◆ REQUIREMENT
Copy each of the records exactly.

(Dataset entries)
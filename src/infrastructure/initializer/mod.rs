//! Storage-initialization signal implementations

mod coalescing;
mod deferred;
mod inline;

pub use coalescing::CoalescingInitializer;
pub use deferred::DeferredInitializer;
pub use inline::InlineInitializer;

◆ REPLY
filename src/infrastructure/initializer/mod.rs
//! Storage-initialization signal implementations

mod coalescing;
mod deferred;
mod inline;

pub use coalescing::CoalescingInitializer;
pub use deferred::DeferredInitializer;
pub use inline::InlineInitializer;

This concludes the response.